The Brno Radio studio, founded in 1924, started to broadcast music programmes the next March, with Jan Janota (1874-1957), the Kapellmeister of the National Theatre in Brno, being appointed as the head of the department. On 1 October 1926, it engaged the conductor Bretislav Bakala (1897-1958), Pavel Haas's colleague from the Club of Moravian Composers, who first worked there as an accompanist, chamber player and solo pianist before, in 1930, assuming the post of the chief conductor of its orchestra. The Brno Radio Journal broadcast popular, as well as older and contemporary, primarily Moravian, music, affording particular scope to the works of Janacek. During the first few decades, it mainly transmitted live productions performed by the radio ensemble, which between 1926 and 1930 expanded from the original chamber formation into a small, 26-member orchestra.
In 1930, Bretislav Bakala asked former schoolmates and colleagues of his to write a composition for the Brno Radio orchestra, which would also befit the technical capacities of the radio broadcast.

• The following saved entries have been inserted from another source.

impl AuthorizationService {
    pub fn new(
        directory: Arc<dyn DirectoryStore>,
        tasks: Arc<dyn TaskStore>,
        catalog: Arc<PermissionCatalog>,
        audit: Arc<dyn AuditSink>,
    ) -> Self {
        Self {
            directory,
            tasks,
            catalog,
            audit,
            default_allow_cross_dept_comm: false,
        }
    }

    /// Build the service with the cross-department default taken from `config`.
    pub fn from_config(
        directory: Arc<dyn DirectoryStore>,
        tasks: Arc<dyn TaskStore>,
        catalog: Arc<PermissionCatalog>,
        audit: Arc<dyn AuditSink>,
        config: &Config,
    ) -> Self {
        Self::new(directory, tasks, catalog, audit)
            .with_default_cross_department(config.default_allow_cross_dept_comm)
    }

    /// Cross-department default applied when the company record is missing.
    pub fn with_default_cross_department(mut self, allow: bool) -> Self {
        self.default_allow_cross_dept_comm = allow;
        self
    }

    pub fn catalog(&self) -> &PermissionCatalog {
        &self.catalog
    }

    async fn active_user(&self, user_id: Uuid) -> Result<Option<User>, AppError> {
        Ok(self
            .directory
            .get_user(user_id)
            .await?
            .filter(|u| u.is_active()))
    }

    #[tracing::instrument(skip(self))]
    pub async fn has_permission(
        &self,
        user_id: Uuid,
        permission: Permission,
    ) -> Result<bool, AppError> {
        Ok(self
            .active_user(user_id)
            .await?
            .is_some_and(|u| self.catalog.grants(u.role_id, permission)))
    }

    #[tracing::instrument(skip(self))]
    pub async fn has_any_permission(
        &self,
        user_id: Uuid,
        permissions: &[Permission],
    ) -> Result<bool, AppError> {
        Ok(self.active_user(user_id).await?.is_some_and(|u| {
            permissions
                .iter()
                .any(|p| self.catalog.grants(u.role_id, *p))
        }))
    }

    #[tracing::instrument(skip(self))]
    pub async fn has_all_permissions(
        &self,
        user_id: Uuid,
        permissions: &[Permission],
    ) -> Result<bool, AppError> {
        Ok(self.active_user(user_id).await?.is_some_and(|u| {
            self.catalog
                .permissions(u.role_id)
                .is_some_and(|set| permissions.iter().all(|p| set.contains(p)))
        }))
    }

    /// Load the actor of a request, denying when missing or not active.
    async fn resolve_actor(&self, user_id: Uuid) -> Result<Resolved<User>, AppError> {
        Ok(match self.directory.get_user(user_id).await? {
            None => Err(AuthorizationDecision::deny(DenialReason::ActorNotFound)),
            Some(user) if !user.is_active() => {
                Err(AuthorizationDecision::deny(DenialReason::ActorInactive))
            }
            Some(user) => Ok(user),
        })
    }

    async fn resolve_target(
        &self,
        creator: &User,
        target_id: Option<Uuid>,
    ) -> Result<Resolved<User>, AppError> {
        let Some(target_id) = target_id else {
            return Ok(Err(AuthorizationDecision::deny(DenialReason::TargetRequired)));
        };
        if target_id == creator.id {
            return Ok(Err(AuthorizationDecision::deny(DenialReason::SelfTarget)));
        }
        Ok(match self.directory.get_user(target_id).await? {
            None => Err(AuthorizationDecision::deny(DenialReason::TargetNotFound)),
            Some(target) if !target.is_active() => {
                Err(AuthorizationDecision::deny(DenialReason::TargetInactive))
            }
            Some(target) if target.company_id != creator.company_id => {
                Err(AuthorizationDecision::deny(DenialReason::TargetInOtherCompany))
            }
            Some(target) => Ok(target),
        })
    }

    /// Active primary leader, else active fallback leader.
    async fn usable_leader(&self, department: &Department) -> Result<Option<Uuid>, AppError> {
        for candidate in [department.leader_id, department.fallback_leader_id]
            .into_iter()
            .flatten()
        {
            if self.active_user(candidate).await?.is_some() {
                return Ok(Some(candidate));
            }
        }
        Ok(None)
    }

    async fn resolve_department(
        &self,
        creator: &User,
        department_id: Uuid,
    ) -> Result<Resolved<Department>, AppError> {
        let department = match self.directory.get_department(department_id).await? {
            None => return Ok(Err(AuthorizationDecision::deny(DenialReason::DepartmentNotFound))),
            Some(d) if d.company_id != creator.company_id => {
                return Ok(Err(AuthorizationDecision::deny(
                    DenialReason::DepartmentInOtherCompany,
                )))
            }
            Some(d) if !d.is_active => {
                return Ok(Err(AuthorizationDecision::deny(DenialReason::DepartmentInactive)))
            }
            Some(d) => d,
        };
        if self.usable_leader(&department).await?.is_none() {
            return Ok(Err(AuthorizationDecision::deny(
                DenialReason::DepartmentWithoutLeader,
            )));
        }
        Ok(Ok(department))
    }

    fn require(&self, user: &User, permission: Permission) -> Resolved<()> {
        if self.catalog.grants(user.role_id, permission) {
            Ok(())
        } else {
            Err(AuthorizationDecision::deny(DenialReason::MissingPermission(
                permission,
            )))
        }
    }

    /// Decide whether `creator_id` may create a task along `flow_type`.
    ///
    /// The hierarchical relationship is checked before the permission, so a
    /// wrong-direction request is reported as such even without the permission.
    #[tracing::instrument(skip(self), fields(creator_id = %request.creator_id, flow_type = %request.flow_type))]
    pub async fn authorize_task_creation(
        &self,
        request: &TaskCreationRequest,
    ) -> Result<AuthorizationDecision, AppError> {
        let creator = match self.resolve_actor(request.creator_id).await? {
            Ok(creator) => creator,
            Err(denied) => return Ok(denied),
        };

        let decision = match request.flow_type {
            FlowType::Descendant => {
                match self.resolve_target(&creator, request.target_user_id).await? {
                    Err(denied) => denied,
                    Ok(target) if !target.has_ancestor(creator.id) => {
                        AuthorizationDecision::deny(DenialReason::NotSubordinate)
                    }
                    Ok(_) => self.permitted(&creator, Permission::TaskCreateDown),
                }
            }
            FlowType::Ascendant => {
                let target_id = request.target_user_id.or(creator.superior_id);
                if target_id.is_none() {
                    return Ok(AuthorizationDecision::deny(DenialReason::NoSuperior));
                }
                match self.resolve_target(&creator, target_id).await? {
                    Err(denied) => denied,
                    Ok(target) if !creator.has_ancestor(target.id) => {
                        AuthorizationDecision::deny(DenialReason::NotSuperior)
                    }
                    Ok(_) => self.permitted(&creator, Permission::TaskCreateUp),
                }
            }
            FlowType::SameLevel => {
                match self.resolve_target(&creator, request.target_user_id).await? {
                    Err(denied) => denied,
                    Ok(target) if target.hierarchy_level != creator.hierarchy_level => {
                        AuthorizationDecision::deny(DenialReason::NotSameLevel)
                    }
                    Ok(_) => self.permitted(&creator, Permission::TaskCreateSameLevel),
                }
            }
            FlowType::ToDepartment => {
                let Some(department_id) = request.target_department_id else {
                    return Ok(AuthorizationDecision::deny(DenialReason::DepartmentRequired));
                };
                if self
                    .catalog
                    .grants(creator.role_id, Permission::TaskCreateToDepartment)
                {
                    self.department_decision(&creator, department_id).await?
                } else {
                    match self.resolve_department(&creator, department_id).await? {
                        Err(denied) => denied,
                        Ok(department) => {
                            let outcome = self.escalate(&creator, department.id).await?;
                            if outcome.succeeded() {
                                AuthorizationDecision::escalated(outcome.path)
                                    .with_approval(outcome.requires_approval)
                            } else {
                                AuthorizationDecision::escalation_denied(
                                    DenialReason::EscalationExhausted,
                                    outcome.path,
                                )
                            }
                        }
                    }
                }
            }
        };

        tracing::debug!(
            allowed = decision.allowed,
            reason = ?decision.reason,
            escalated = decision.requires_escalation,
            "Task creation authorized"
        );
        Ok(decision)
    }

    fn permitted(&self, creator: &User, permission: Permission) -> AuthorizationDecision {
        match self.require(creator, permission) {
            Ok(()) => AuthorizationDecision::allow(),
            Err(denied) => denied,
        }
    }

    /// Direct department delegation by a creator holding the department permission.
    #[tracing::instrument(skip(self))]
    pub async fn authorize_department_task(
        &self,
        creator_id: Uuid,
        department_id: Uuid,
    ) -> Result<AuthorizationDecision, AppError> {
        match self.resolve_actor(creator_id).await? {
            Ok(creator) => self.department_decision(&creator, department_id).await,
            Err(denied) => Ok(denied),
        }
    }

    async fn department_decision(
        &self,
        creator: &User,
        department_id: Uuid,
    ) -> Result<AuthorizationDecision, AppError> {
        let department = match self.resolve_department(creator, department_id).await? {
            Ok(department) => department,
            Err(denied) => return Ok(denied),
        };

        let rule = self
            .communication_rule(creator.company_id, creator.department_id, department.id)
            .await?;
        if !rule.allowed {
            return Ok(AuthorizationDecision::deny(
                DenialReason::CommunicationNotAllowed,
            ));
        }
        Ok(AuthorizationDecision::allow().with_approval(rule.requires_approval))
    }

    /// Whether work may flow from `from_department_id` to `to_department_id`.
    #[tracing::instrument(skip(self))]
    pub async fn check_department_communication(
        &self,
        company_id: Uuid,
        from_department_id: Option<Uuid>,
        to_department_id: Uuid,
    ) -> Result<bool, AppError> {
        Ok(self
            .communication_rule(company_id, from_department_id, to_department_id)
            .await?
            .allowed)
    }

    pub(crate) async fn communication_rule(
        &self,
        company_id: Uuid,
        from_department_id: Option<Uuid>,
        to_department_id: Uuid,
    ) -> Result<CommunicationRule, AppError> {
        if from_department_id == Some(to_department_id) {
            return Ok(CommunicationRule {
                allowed: true,
                requires_approval: false,
            });
        }

        if let Some(from) = from_department_id {
            if let Some(edge) = self
                .directory
                .get_department_communication(company_id, from, to_department_id)
                .await?
            {
                return Ok(CommunicationRule {
                    allowed: edge.allowed,
                    requires_approval: edge.requires_approval,
                });
            }
        }

        let allowed = match self.directory.get_company(company_id).await? {
            Some(company) => company.allow_cross_dept_comm,
            None => self.default_allow_cross_dept_comm,
        };
        Ok(CommunicationRule {
            allowed,
            requires_approval: false,
        })
    }

    /// Decide whether `user_id` may move `task_id` on the board.
    #[tracing::instrument(skip(self))]
    pub async fn authorize_board_move(
        &self,
        user_id: Uuid,
        task_id: Uuid,
    ) -> Result<AuthorizationDecision, AppError> {
        let mover = match self.resolve_actor(user_id).await? {
            Ok(mover) => mover,
            Err(denied) => return Ok(denied),
        };
        match self.tasks.get_task(mover.company_id, task_id).await? {
            Some(task) => self.board_move_decision(&mover, &task).await,
            None => Ok(AuthorizationDecision::deny(DenialReason::TaskNotFound)),
        }
    }

    pub(crate) async fn board_move_decision(
        &self,
        mover: &User,
        task: &Task,
    ) -> Result<AuthorizationDecision, AppError> {
        let decision = match task.assignee() {
            None => AuthorizationDecision::deny(DenialReason::InvalidAssignment),
            Some(TaskAssignee::User(assignee_id)) if assignee_id != mover.id => {
                AuthorizationDecision::deny(DenialReason::NotAssignee)
            }
            Some(TaskAssignee::User(_)) => self.permitted(mover, Permission::BoardMoveOwn),
            Some(TaskAssignee::Department(department_id)) => {
                match self.directory.get_department(department_id).await? {
                    None => AuthorizationDecision::deny(DenialReason::DepartmentNotFound),
                    Some(department) if !department.is_led_by(mover.id) => {
                        AuthorizationDecision::deny(DenialReason::NotDepartmentLeader)
                    }
                    Some(_) => self.permitted(mover, Permission::BoardMoveDepartment),
                }
            }
        };
        Ok(decision)
    }

    /// Bundle the caller's identity, permissions and position.
    #[tracing::instrument(skip(self))]
    pub async fn create_auth_context(&self, user_id: Uuid) -> Result<AuthContext, AppError> {
        let user = self
            .directory
            .get_user(user_id)
            .await?
            .ok_or_else(|| AppError::NotFound(format!("user {}", user_id)))?;
        if !user.is_active() {
            return Err(AppError::Unauthorized(format!("user {} is not active", user_id)));
        }
        let permissions = self
            .catalog
            .permissions(user.role_id)
            .cloned()
            .unwrap_or_default();
        Ok(AuthContext::new(&user, permissions))
    }
}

His intention was in line with other similar projects elsewhere in the world, with music for radio being perceived as an independent artistic discipline, possessing peculiar aesthetic qualities. At the end of the 1920s, the new radio music style won over a host of fans, yet there was also a growing number of adversaries.
For this occasion, Haas wrote the Overture for Radio, Op. 11 (1930/31), to verse penned by his brother Hugo, a short piece akin to a cantata, intended for a small orchestra and a male vocal quartet, who were also assigned the role of narrators. The work is a celebration of radio and its pioneer, Guglielmo Marconi.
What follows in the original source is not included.